Committee publication · Special Report · 29 April 2026 · HC 1859
4th Special Report - Maccabi Tel Aviv fan ban: Government Response
From: Home Affairs Committee
Summary
This is the Government's formal response to the Home Affairs Committee's Fifth Report on the November 2025 banning of Maccabi Tel Aviv fans from an Aston Villa UEFA Europa League match. The Government acknowledges concerns about policing transparency and proportionality, welcomes West Midlands Police's internal review and community engagement, and commits to exploring strengthened guidance for Safety Advisory Groups and potential designation criteria for nationally significant football matches, pending further inspections.
Key findings
- Government recognises the strength of feeling and importance of ensuring policing decisions are transparent, proportionate, and grounded in operational evidence.
- West Midlands Police have reviewed internal processes, engaged with affected communities, and committed to strengthening transparency for future high-risk matches; the then Chief Constable announced his retirement in January 2026.
- The Cabinet Office UK Resilience Academy is reviewing Safety Advisory Group guidance to provide consistent expectations and stronger challenge capacity, with new guidance to be published.
- Government does not currently recommend introducing a formal escalation mechanism for Safety Advisory Group decisions until cross-government issues (thresholds, responsibilities, intervention scope) are fully explored.
- Officials across Home Office, DCMS, Cabinet Office, MHCLG and policing partners are actively developing options for designating events of national significance, pending the outcome of HMICFRS inspection of police contributions to Safety Advisory Groups.
Government position
Partially accepts the Committee's recommendations. On Safety Advisory Group escalation: defers formal escalation mechanism pending cross-government exploration of thresholds and decision-making structures. On political involvement in Safety Advisory Groups: agrees in principle that membership should be grounded in expertise; trusts local authorities to manage composition via existing discretion and notes the Cabinet Office review will set guidance. On national significance designation: recognises the merit of the proposal and is actively developing options across departments, but will await HMICFRS inspection findings before finalising proposals. The Government emphasises the need to balance central coordination with local operational independence and existing statutory responsibilities.
Tone
ProceduralTopics
Key actors
Home Affairs Committee, West Midlands Police, Police and Crime Commissioner for the West Midlands, Aston Villa FC, Maccabi Tel Aviv, Cabinet Office UK Resilience Academy, His Majesty's Inspectorate of Constabulary and Fire & Rescue Services, Baroness Casey
Notable line
“Safety Advisory Groups play an important role in assessing risk and supporting the safe delivery of events.”
Key Quotes
“Everyone should be able to attend football matches safely. The safe delivery of matches relies on close, constructive partnership between the police, local authorities, event organisers, and communities.”
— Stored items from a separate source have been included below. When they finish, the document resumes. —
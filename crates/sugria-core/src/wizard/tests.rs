use std::{future::Future, sync::Mutex};

use serde_json::json;

use super::{Wizard, WizardState};
use crate::{
    client::{Body, ServerResponse, SubmitError, Submission, Submitter},
    error::PortalError,
    models::{FieldValue, FileAttachment, FileCache, FormKind, TokenGrant},
    validation::MAX_FILE_SIZE,
};

struct MockSubmitter {
    response: Result<ServerResponse, SubmitError>,
    calls: Mutex<Vec<Submission>>,
}

impl MockSubmitter {
    fn accepting() -> Self {
        Self {
            response: Ok(ServerResponse {
                status: 201,
                body: json!({"message": "Application received", "data": {"applicationId": "APP-0042"}}),
            }),
            calls: Mutex::new(Vec::new()),
        }
    }

    fn failing(error: SubmitError) -> Self {
        Self {
            response: Err(error),
            calls: Mutex::new(Vec::new()),
        }
    }

    fn call_count(&self) -> usize {
        self.calls.lock().unwrap().len()
    }
}

impl Submitter for MockSubmitter {
    fn submit(
        &self,
        submission: &Submission,
    ) -> impl Future<Output = Result<ServerResponse, SubmitError>> + Send {
        self.calls.lock().unwrap().push(submission.clone());
        std::future::ready(self.response.clone())
    }
}

fn pdf(name: &str) -> FileAttachment {
    FileAttachment::new(name, "application/pdf", 2048, format!("/tmp/{name}"))
}

fn set(wizard: &mut Wizard, section: &str, field: &str, value: &str) {
    wizard
        .set_input(section, field, value)
        .unwrap_or_else(|e| panic!("Failed to set {section}.{field}: {e}"));
}

fn fill_join_step(wizard: &mut Wizard) {
    match wizard.state().step {
        0 => {
            set(wizard, "personal", "fullName", "Ada Obi");
            if wizard.kind() == FormKind::Join {
                set(wizard, "personal", "email", "ada@example.com");
            } else {
                set(wizard, "personal", "workEmail", "ada@sugria.com");
            }
            set(wizard, "personal", "dateOfBirth", "1990-04-12");
            set(wizard, "personal", "gender", "female");
            set(wizard, "personal", "nationality", "Nigerian");
            set(wizard, "personal", "phoneNumber", "08012345678");
            set(wizard, "personal", "address", "12 Farm Road, Abuja");
        }
        1 => {
            set(wizard, "emergency", "name", "Musa Obi");
            set(wizard, "emergency", "relationship", "Brother");
            set(wizard, "emergency", "phoneNumber", "+234 809 876 5432");
        }
        _ => {
            set(wizard, "education", "level", "degree");
            set(wizard, "education", "institution", "University of Abuja");
            set(wizard, "education", "fieldOfStudy", "Agronomy");
        }
    }
}

fn completed_join(kind: FormKind) -> Wizard {
    let mut wizard = match kind {
        FormKind::Update => Wizard::for_update(
            "tok-123",
            &TokenGrant {
                email: "ada@example.com".into(),
                kind: "member".into(),
            },
        ),
        _ => Wizard::new(kind),
    };
    for _ in 0..2 {
        fill_join_step(&mut wizard);
        wizard.next().expect("Failed to advance");
    }
    fill_join_step(&mut wizard);
    wizard
}

fn fill_program_step(wizard: &mut Wizard) {
    match wizard.current_step().section {
        "program" => set(wizard, "program", "category", "rural"),
        "personal" => {
            set(wizard, "personal", "fullName", "Ngozi Eze");
            set(wizard, "personal", "email", "ngozi@example.com");
            set(wizard, "personal", "phoneNumber", "08012345678");
            set(wizard, "personal", "address", "Plot 4, Jos");
            set(wizard, "personal", "gender", "female");
            set(wizard, "personal", "dateOfBirth", "1985-02-01");
        }
        "farm" => {
            set(wizard, "farm", "location", "Jos, Plateau");
            set(wizard, "farm", "size", "2.50");
            set(wizard, "farm", "type", "Maize and goats");
            set(wizard, "farm", "practices", "Rain-fed");
            set(wizard, "farm", "challenges", "Irrigation");
        }
        "grant" => {
            set(wizard, "grant", "outcomes", "Double the yield");
            wizard
                .attach_file("grant", "budget", pdf("budget.pdf"))
                .expect("Failed to attach budget");
        }
        "training" => set(wizard, "training", "preference", "virtual"),
        "motivation" => {
            set(wizard, "motivation", "statement", "I want to grow");
            set(wizard, "motivation", "implementation", "Train my cooperative");
            wizard
                .attach_file("motivation", "identity", pdf("id.pdf"))
                .expect("Failed to attach identity");
        }
        _ => {
            set(wizard, "declaration", "agreed", "yes");
            set(wizard, "declaration", "officerName", "Musa Bello");
        }
    }
}

fn completed_program() -> Wizard {
    let mut wizard = Wizard::new(FormKind::Program);
    while !wizard.is_last_step() {
        fill_program_step(&mut wizard);
        wizard.next().expect("Failed to advance");
    }
    fill_program_step(&mut wizard);
    wizard
}

#[test]
fn test_next_blocked_by_empty_required_fields() {
    let mut wizard = Wizard::new(FormKind::Join);
    let err = wizard.next().unwrap_err();

    let PortalError::Validation { errors } = err else {
        panic!("expected a validation error");
    };
    assert!(errors.contains("fullName"));
    assert!(errors.contains("phoneNumber"));
    assert_eq!(wizard.state().step, 0);
    assert_eq!(wizard.errors(), &errors);
    assert!(wizard.view().fields.iter().any(|f| f.error.is_some()));
}

#[test]
fn test_change_clears_inline_error() {
    let mut wizard = Wizard::new(FormKind::Join);
    let _ = wizard.next();
    assert!(wizard.errors().contains("fullName"));

    set(&mut wizard, "personal", "fullName", "Ada Obi");
    assert!(!wizard.errors().contains("fullName"));
    assert!(wizard.errors().contains("email"));
}

#[test]
fn test_prev_never_validates() {
    let mut wizard = Wizard::new(FormKind::Join);
    fill_join_step(&mut wizard);
    wizard.next().expect("Failed to advance");

    set(&mut wizard, "emergency", "phoneNumber", "123");
    wizard.prev().expect("Failed to go back");
    assert_eq!(wizard.state().step, 0);
    assert_eq!(wizard.record().text("emergency", "phoneNumber"), "123");

    let err = wizard.prev().unwrap_err();
    assert!(matches!(err, PortalError::Navigation(_)));
}

#[test]
fn test_next_on_last_step_is_rejected() {
    let mut wizard = completed_join(FormKind::Join);
    assert!(wizard.is_last_step());
    assert!(matches!(wizard.next(), Err(PortalError::Navigation(_))));
    assert_eq!(wizard.state().step, 2);
}

#[test]
fn test_submit_before_last_step_is_rejected() {
    let mut wizard = Wizard::new(FormKind::Join);
    assert!(matches!(
        wizard.begin_submit(),
        Err(PortalError::Navigation(_))
    ));
}

#[tokio::test]
async fn test_successful_submit_resets_wizard() {
    let mut wizard = completed_join(FormKind::Join);
    let submitter = MockSubmitter::accepting();

    let outcome = wizard.submit(&submitter).await.expect("Failed to submit");
    assert_eq!(outcome.kind, FormKind::Join);
    assert_eq!(outcome.reference.as_deref(), Some("APP-0042"));
    assert_eq!(submitter.call_count(), 1);

    assert_eq!(wizard.state(), &WizardState::default());
    assert_eq!(wizard.record().text("personal", "fullName"), "");
    assert!(wizard.cache().is_empty());

    let calls = submitter.calls.lock().unwrap();
    let Body::Json(body) = &calls[0].body else {
        panic!("expected a JSON body");
    };
    assert_eq!(body["phoneNumber"], "+2348012345678");
    assert_eq!(body["emergencyContact"]["phoneNumber"], "+2348098765432");
}

#[tokio::test]
async fn test_conflict_keeps_record_and_step() {
    let mut wizard = completed_join(FormKind::Join);
    let before = wizard.record().clone();
    let submitter = MockSubmitter::failing(SubmitError::Conflict {
        message: "A member with this email already exists".into(),
    });

    let err = wizard.submit(&submitter).await.unwrap_err();
    assert!(matches!(
        err,
        PortalError::Submission(SubmitError::Conflict { .. })
    ));
    assert_eq!(wizard.record(), &before);
    assert_eq!(wizard.state().step, 2);
    assert!(!wizard.state().submitting);
    assert_eq!(
        wizard.view().error.as_deref(),
        Some("A member with this email already exists")
    );
}

#[tokio::test]
async fn test_missing_budget_rejected_before_network() {
    let mut wizard = completed_program();
    wizard
        .detach_file("grant", "budget")
        .expect("Failed to detach budget");
    let submitter = MockSubmitter::accepting();

    let err = wizard.submit(&submitter).await.unwrap_err();
    let PortalError::Incomplete { message } = err else {
        panic!("expected an incomplete-record error");
    };
    assert!(message.starts_with("Please fill in all required fields:"));
    assert!(message.lines().any(|l| l == "Budget Document"));
    assert_eq!(submitter.call_count(), 0);
    assert_eq!(wizard.state().error.as_deref(), Some(message.as_str()));
}

#[tokio::test]
async fn test_program_submission_encodes_multipart() {
    let mut wizard = completed_program();
    let submitter = MockSubmitter::accepting();
    wizard.submit(&submitter).await.expect("Failed to submit");

    let calls = submitter.calls.lock().unwrap();
    let submission = &calls[0];
    assert_eq!(submission.path, "/programs/applications");
    assert_eq!(submission.form_field("farm[size]"), Some("2.5"));
    assert_eq!(submission.form_field("declaration[agreed]"), Some("true"));
    assert_eq!(
        submission.file_part("budget").map(|f| f.file_name.as_str()),
        Some("budget.pdf")
    );
    assert_eq!(
        submission.file_part("identity").map(|f| f.file_name.as_str()),
        Some("id.pdf")
    );
}

#[test]
fn test_file_cache_restores_upload_when_leaving_last_step() {
    let mut wizard = completed_program();
    wizard
        .record
        .section_mut("grant")
        .unwrap()
        .set("budget", FieldValue::File(None));
    assert!(wizard.record().file("grant", "budget").is_none());

    wizard.prev().expect("Failed to go back");
    assert_eq!(
        wizard
            .record()
            .file("grant", "budget")
            .map(|f| f.file_name.as_str()),
        Some("budget.pdf")
    );
}

#[test]
fn test_file_cache_restores_upload_on_step_entry() {
    let mut wizard = Wizard::new(FormKind::Program);
    while wizard.current_step().section != "training" {
        fill_program_step(&mut wizard);
        wizard.next().expect("Failed to advance");
    }
    wizard
        .record
        .section_mut("grant")
        .unwrap()
        .set("budget", FieldValue::File(None));

    wizard.prev().expect("Failed to go back");
    assert_eq!(wizard.current_step().section, "grant");
    assert!(wizard.record().file("grant", "budget").is_some());
    assert!(wizard.errors().is_valid());
}

#[test]
fn test_detach_forgets_cached_file() {
    let mut wizard = completed_program();
    wizard.detach_file("grant", "budget").unwrap();
    wizard.prev().expect("Failed to go back");
    assert!(wizard.record().file("grant", "budget").is_none());
    assert!(wizard.cache().get("grant.budget").is_none());
}

#[test]
fn test_attach_rejects_oversized_file() {
    let mut wizard = Wizard::new(FormKind::Program);
    let huge = FileAttachment::new(
        "budget.pdf",
        "application/pdf",
        MAX_FILE_SIZE + 1,
        "/tmp/budget.pdf",
    );

    let err = wizard.attach_file("grant", "budget", huge).unwrap_err();
    let PortalError::Validation { errors } = err else {
        panic!("expected a validation error");
    };
    assert_eq!(
        errors.get("grant.budget"),
        Some("File size must be less than 5MB")
    );
    assert!(wizard.record().file("grant", "budget").is_none());
    assert!(wizard.cache().is_empty());
}

#[test]
fn test_submitting_locks_edits_and_navigation() {
    let mut wizard = completed_join(FormKind::Join);
    let _submission = wizard.begin_submit().expect("Failed to begin submit");
    assert!(wizard.state().submitting);

    assert!(matches!(
        wizard.set_input("education", "institution", "Other"),
        Err(PortalError::SubmissionInProgress)
    ));
    assert!(matches!(
        wizard.prev(),
        Err(PortalError::SubmissionInProgress)
    ));
    assert!(matches!(
        wizard.begin_submit(),
        Err(PortalError::SubmissionInProgress)
    ));

    let _ = wizard.finish_submit(Err(SubmitError::Network {
        message: "Unable to connect to the server. Please try again later.".into(),
    }));
    assert!(!wizard.state().submitting);
    wizard.prev().expect("Failed to go back");
}

#[test]
fn test_update_wizard_prefills_read_only_email() {
    let mut wizard = completed_join(FormKind::Update);
    assert_eq!(wizard.record().text("personal", "email"), "ada@example.com");
    assert_eq!(wizard.record().token.as_deref(), Some("tok-123"));

    let err = wizard
        .set_input("personal", "email", "other@example.com")
        .unwrap_err();
    assert!(err.to_string().contains("read-only"));

    wizard.reset();
    assert_eq!(wizard.state().step, 0);
    assert_eq!(wizard.record().text("personal", "fullName"), "");
    assert_eq!(wizard.record().text("personal", "email"), "ada@example.com");
    assert_eq!(wizard.record().token.as_deref(), Some("tok-123"));
}

#[tokio::test]
async fn test_update_submission_uses_token() {
    let mut wizard = completed_join(FormKind::Update);
    let submitter = MockSubmitter::accepting();
    wizard.submit(&submitter).await.expect("Failed to submit");

    let calls = submitter.calls.lock().unwrap();
    assert_eq!(calls[0].path, "/members/update");
    assert_eq!(calls[0].resource.as_deref(), Some("tok-123"));
    assert!(wizard.record().token.is_none());
}

#[test]
fn test_reset_clears_everything() {
    let mut wizard = completed_program();
    wizard.reset();
    assert_eq!(wizard.state().step, 0);
    assert!(wizard.cache().is_empty());
    assert_eq!(wizard.record(), &crate::forms::FormSchema::for_kind(FormKind::Program).empty_record());
}

#[test]
fn test_restore_clamps_step_and_fills_sections() {
    let record = crate::models::SubmissionRecord::new(FormKind::Join);
    let state = WizardState {
        step: 9,
        submitting: false,
        error: None,
    };
    let wizard = Wizard::restore(record, state, FileCache::default());
    assert_eq!(wizard.state().step, 2);
    assert!(wizard.record().section("education").is_some());
    assert_eq!(wizard.view().index, 2);
    assert!(wizard.view().is_last());
}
“We take seriously concerns raised about how those responsibilities were exercised in this case, and the impact this had on local and wider communities.”
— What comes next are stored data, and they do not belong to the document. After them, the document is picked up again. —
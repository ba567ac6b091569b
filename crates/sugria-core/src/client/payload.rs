//! Encoding of a [`SubmissionRecord`] into a request for the API.
//!
//! | Form    | Method | Path                          | Body      |
//! |---------|--------|-------------------------------|-----------|
//! | join    | POST   | `/members/join-movement`      | JSON      |
//! | update  | PUT    | `/members/update/{token}`     | JSON      |
//! | program | POST   | `/programs/applications`      | multipart |

use jiff::civil::Date;
use serde::Serialize;

use crate::{
    error::{PortalError, Result},
    models::{FileAttachment, FormKind, SubmissionRecord},
    validation::format_phone_number,
};

#[derive(Debug, Clone, Copy, PartialEq, Eq)]
pub enum Method {
    Post,
    Put,
}

impl Method {
    pub fn as_str(&self) -> &'static str {
        match self {
            Method::Post => "POST",
            Method::Put => "PUT",
        }
    }
}

/// Request body of a submission.
#[derive(Debug, Clone, PartialEq)]
pub enum Body {
    Json(serde_json::Value),
    /// Text parts in order, then file parts keyed by part name
    Multipart {
        fields: Vec<(String, String)>,
        files: Vec<(String, FileAttachment)>,
    },
}

/// A fully encoded request, ready for a [`Submitter`](super::Submitter).
#[derive(Debug, Clone, PartialEq)]
pub struct Submission {
    pub kind: FormKind,
    pub method: Method,
    /// Path relative to the API base URL
    pub path: String,
    /// Identifier appended to `path` as one escaped segment
    pub resource: Option<String>,
    pub body: Body,
}

impl Submission {
    /// Text value of a multipart field, if this is a multipart body.
    pub fn form_field(&self, name: &str) -> Option<&str> {
        match &self.body {
            Body::Multipart { fields, .. } => fields
                .iter()
                .find(|(key, _)| key == name)
                .map(|(_, value)| value.as_str()),
            Body::Json(_) => None,
        }
    }

    /// File part of a multipart body, if any.
    pub fn file_part(&self, name: &str) -> Option<&FileAttachment> {
        match &self.body {
            Body::Multipart { files, .. } => files
                .iter()
                .find(|(key, _)| key == name)
                .map(|(_, file)| file),
            Body::Json(_) => None,
        }
    }
}

#[derive(Debug, Serialize)]
#[serde(rename_all = "camelCase")]
struct EmergencyContactBody<'a> {
    name: &'a str,
    relationship: &'a str,
    phone_number: String,
}

#[derive(Debug, Serialize)]
#[serde(rename_all = "camelCase")]
struct EducationBody<'a> {
    highest_level: &'a str,
    institution_name: &'a str,
    field_of_study: &'a str,
    other_certifications: Option<&'a str>,
}

#[derive(Debug, Serialize)]
#[serde(rename_all = "camelCase")]
struct MemberBody<'a> {
    first_name: &'a str,
    last_name: String,
    email: &'a str,
    #[serde(skip_serializing_if = "Option::is_none")]
    work_email: Option<&'a str>,
    date_of_birth: String,
    gender: String,
    nationality: &'a str,
    phone_number: String,
    residential_address: &'a str,
    emergency_contact: EmergencyContactBody<'a>,
    education: EducationBody<'a>,
}

fn phone(record: &SubmissionRecord, section: &str, field: &str) -> Result<String> {
    format_phone_number(record.text(section, field)).map_err(|e| {
        PortalError::invalid_input(format!("{section}.{field}")).with_reason(e.to_string())
    })
}

/// `YYYY-MM-DD` as an ISO timestamp at midnight UTC.
fn midnight_utc(value: &str) -> Result<String> {
    let date: Date = value.trim().parse().map_err(|e: jiff::Error| {
        PortalError::invalid_input("personal.dateOfBirth").with_reason(e.to_string())
    })?;
    Ok(format!("{date}T00:00:00.000Z"))
}

/// Split a full name at the first run of whitespace.
fn split_name(full_name: &str) -> (&str, String) {
    let mut parts = full_name.split_whitespace();
    let first = parts.next().unwrap_or("");
    (first, parts.collect::<Vec<_>>().join(" "))
}

fn member_body(record: &SubmissionRecord) -> Result<serde_json::Value> {
    let update = record.kind == FormKind::Update;
    let (first_name, last_name) = split_name(record.text("personal", "fullName"));
    let certifications = record.text("education", "certifications").trim();
    let other_certifications = match (certifications.is_empty(), update) {
        (false, _) => Some(certifications),
        (true, false) => Some("None"),
        (true, true) => None,
    };

    let body = MemberBody {
        first_name,
        last_name,
        email: record.text("personal", "email").trim(),
        work_email: update.then(|| record.text("personal", "workEmail").trim()),
        date_of_birth: midnight_utc(record.text("personal", "dateOfBirth"))?,
        gender: record.text("personal", "gender").to_lowercase(),
        nationality: record.text("personal", "nationality"),
        phone_number: phone(record, "personal", "phoneNumber")?,
        residential_address: record.text("personal", "address"),
        emergency_contact: EmergencyContactBody {
            name: record.text("emergency", "name"),
            relationship: record.text("emergency", "relationship"),
            phone_number: phone(record, "emergency", "phoneNumber")?,
        },
        education: EducationBody {
            highest_level: record.text("education", "level"),
            institution_name: record.text("education", "institution"),
            field_of_study: record.text("education", "fieldOfStudy"),
            other_certifications,
        },
    };
    Ok(serde_json::to_value(body)?)
}

/// Numeric string in its shortest form, e.g. `"2.50"` becomes `"2.5"`.
fn canonical_number(value: &str) -> Result<String> {
    let number: f64 = value.trim().parse().map_err(|_| {
        PortalError::invalid_input("farm.size").with_reason(format!("'{value}' is not a number"))
    })?;
    Ok(number.to_string())
}

fn program_body(record: &SubmissionRecord) -> Result<Body> {
    let text = |section: &str, field: &str| record.text(section, field).to_string();
    let mut fields = vec![
        ("program[category]".to_string(), text("program", "category")),
        (
            "program[previousTraining]".to_string(),
            record.flag("program", "previousTraining").to_string(),
        ),
    ];
    let training_id = record.text("program", "trainingId").trim();
    if !training_id.is_empty() {
        fields.push(("program[trainingId]".to_string(), training_id.to_string()));
    }

    fields.extend([
        ("personal[fullName]".to_string(), text("personal", "fullName")),
        ("personal[email]".to_string(), text("personal", "email")),
        (
            "personal[phoneNumber]".to_string(),
            phone(record, "personal", "phoneNumber")?,
        ),
        ("personal[address]".to_string(), text("personal", "address")),
        ("personal[gender]".to_string(), text("personal", "gender")),
        ("personal[dateOfBirth]".to_string(), text("personal", "dateOfBirth")),
        ("farm[location]".to_string(), text("farm", "location")),
        (
            "farm[size]".to_string(),
            canonical_number(record.text("farm", "size"))?,
        ),
        ("farm[type]".to_string(), text("farm", "type")),
        ("farm[practices]".to_string(), text("farm", "practices")),
        ("farm[challenges]".to_string(), text("farm", "challenges")),
        ("grant[outcomes]".to_string(), text("grant", "outcomes")),
        ("training[preference]".to_string(), text("training", "preference")),
        ("motivation[statement]".to_string(), text("motivation", "statement")),
        (
            "motivation[implementation]".to_string(),
            text("motivation", "implementation"),
        ),
        (
            "declaration[agreed]".to_string(),
            record.flag("declaration", "agreed").to_string(),
        ),
        (
            "declaration[officerName]".to_string(),
            text("declaration", "officerName"),
        ),
    ]);

    let files = [("budget", "grant", "budget"), ("identity", "motivation", "identity")]
        .into_iter()
        .filter_map(|(part, section, field)| {
            record
                .file(section, field)
                .map(|file| (part.to_string(), file.clone()))
        })
        .collect();

    Ok(Body::Multipart { fields, files })
}

/// Encode a validated record into the request for its form.
///
/// # Errors
///
/// Returns `PortalError::InvalidInput` for values that cannot be encoded
/// (unparsable dates, numbers or phone numbers) and `PortalError::InvalidLink`
/// for an update record without a token.
pub fn encode(record: &SubmissionRecord) -> Result<Submission> {
    let (method, path, resource, body) = match record.kind {
        FormKind::Join => (
            Method::Post,
            "/members/join-movement",
            None,
            Body::Json(member_body(record)?),
        ),
        FormKind::Update => {
            let token = record
                .token
                .as_deref()
                .filter(|t| !t.trim().is_empty())
                .ok_or(PortalError::InvalidLink)?;
            (
                Method::Put,
                "/members/update",
                Some(token.to_string()),
                Body::Json(member_body(record)?),
            )
        }
        FormKind::Program => (
            Method::Post,
            "/programs/applications",
            None,
            program_body(record)?,
        ),
    };

    Ok(Submission {
        kind: record.kind,
        method,
        path: path.to_string(),
        resource,
        body,
    })
}

#[cfg(test)]
mod tests {
    use serde_json::json;

    use super::*;
    use crate::{forms::FormSchema, models::FieldValue};

    fn text(record: &mut SubmissionRecord, section: &str, field: &str, value: &str) {
        record
            .set_field(section, field, FieldValue::Text(value.to_string()))
            .expect("Failed to set field");
    }

    fn create_join_record(kind: FormKind) -> SubmissionRecord {
        let mut record = FormSchema::for_kind(kind).empty_record();
        text(&mut record, "personal", "fullName", "Ada  Chioma Obi");
        text(&mut record, "personal", "email", "ada@example.com");
        text(&mut record, "personal", "dateOfBirth", "1990-04-12");
        text(&mut record, "personal", "gender", "Female");
        text(&mut record, "personal", "nationality", "Nigerian");
        text(&mut record, "personal", "phoneNumber", "0801 234 5678");
        text(&mut record, "personal", "address", "12 Farm Road, Abuja");
        text(&mut record, "emergency", "name", "Musa Obi");
        text(&mut record, "emergency", "relationship", "Brother");
        text(&mut record, "emergency", "phoneNumber", "2349087654321");
        text(&mut record, "education", "level", "degree");
        text(&mut record, "education", "institution", "University of Abuja");
        text(&mut record, "education", "fieldOfStudy", "Agronomy");
        record
    }

    #[test]
    fn test_encode_join() {
        let record = create_join_record(FormKind::Join);
        let submission = encode(&record).expect("Failed to encode");

        assert_eq!(submission.method, Method::Post);
        assert_eq!(submission.path, "/members/join-movement");
        let Body::Json(body) = submission.body else {
            panic!("expected a JSON body");
        };
        assert_eq!(body["firstName"], "Ada");
        assert_eq!(body["lastName"], "Chioma Obi");
        assert_eq!(body["dateOfBirth"], "1990-04-12T00:00:00.000Z");
        assert_eq!(body["gender"], "female");
        assert_eq!(body["phoneNumber"], "+2348012345678");
        assert_eq!(body["residentialAddress"], "12 Farm Road, Abuja");
        assert_eq!(
            body["emergencyContact"],
            json!({"name": "Musa Obi", "relationship": "Brother", "phoneNumber": "+2349087654321"})
        );
        assert_eq!(body["education"]["otherCertifications"], "None");
        assert!(body.get("workEmail").is_none());
    }

    #[test]
    fn test_encode_update_requires_token() {
        let mut record = create_join_record(FormKind::Update);
        text(&mut record, "personal", "workEmail", "ada@sugria.com");
        assert!(matches!(encode(&record), Err(PortalError::InvalidLink)));

        record.token = Some("abc123".into());
        let submission = encode(&record).expect("Failed to encode");
        assert_eq!(submission.method, Method::Put);
        assert_eq!(submission.path, "/members/update");
        assert_eq!(submission.resource.as_deref(), Some("abc123"));
        let Body::Json(body) = submission.body else {
            panic!("expected a JSON body");
        };
        assert_eq!(body["workEmail"], "ada@sugria.com");
        assert!(body["education"]["otherCertifications"].is_null());
    }

    #[test]
    fn test_encode_program_multipart() {
        let mut record = FormSchema::for_kind(FormKind::Program).empty_record();
        text(&mut record, "program", "category", "rural");
        text(&mut record, "personal", "phoneNumber", "08012345678");
        text(&mut record, "farm", "size", "2.50");
        record
            .set_field("declaration", "agreed", FieldValue::Flag(true))
            .unwrap();
        let budget = FileAttachment::new("budget.pdf", "application/pdf", 10, "/tmp/budget.pdf");
        record
            .set_field("grant", "budget", FieldValue::File(Some(budget.clone())))
            .unwrap();

        let submission = encode(&record).expect("Failed to encode");
        assert_eq!(submission.path, "/programs/applications");
        assert_eq!(submission.form_field("program[category]"), Some("rural"));
        assert_eq!(submission.form_field("program[previousTraining]"), Some("false"));
        assert_eq!(submission.form_field("program[trainingId]"), None);
        assert_eq!(
            submission.form_field("personal[phoneNumber]"),
            Some("+2348012345678")
        );
        assert_eq!(submission.form_field("farm[size]"), Some("2.5"));
        assert_eq!(submission.form_field("declaration[agreed]"), Some("true"));
        assert_eq!(submission.file_part("budget"), Some(&budget));
        assert!(submission.file_part("identity").is_none());
    }

    #[test]
    fn test_split_name() {
        assert_eq!(split_name("Ada"), ("Ada", String::new()));
        assert_eq!(split_name("  Ada   Obi "), ("Ada", "Obi".to_string()));
    }

    #[test]
    fn test_canonical_number() {
        assert_eq!(canonical_number("2.50").unwrap(), "2.5");
        assert_eq!(canonical_number("10").unwrap(), "10");
        assert!(canonical_number("ten").is_err());
    }
}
“The Government welcomes the steps taken in the West Midlands to reassure the public and rebuild confidence.”
“Safety Advisory Groups are non-statutory bodies and do not take binding decisions; responsibility for licensing and enforcing safety at sports grounds rests with local authorities under the existing legislative framework.”
“… we do not recommend introducing a formal escalation mechanism until these issues have been fully explored by cross-government partners and stakeholders, including the appropriate balance between local referral and central oversight.”
“The Government agrees that the membership of Safety Advisory Groups should continue to be grounded in operational, regulatory and technical expertise.”
“… recent events have highlighted the need to examine whether national - level support and coordination could be improved in cases where risks extend beyond the local footprint or where wider community impacts or sensitivities require a more joined - up response.”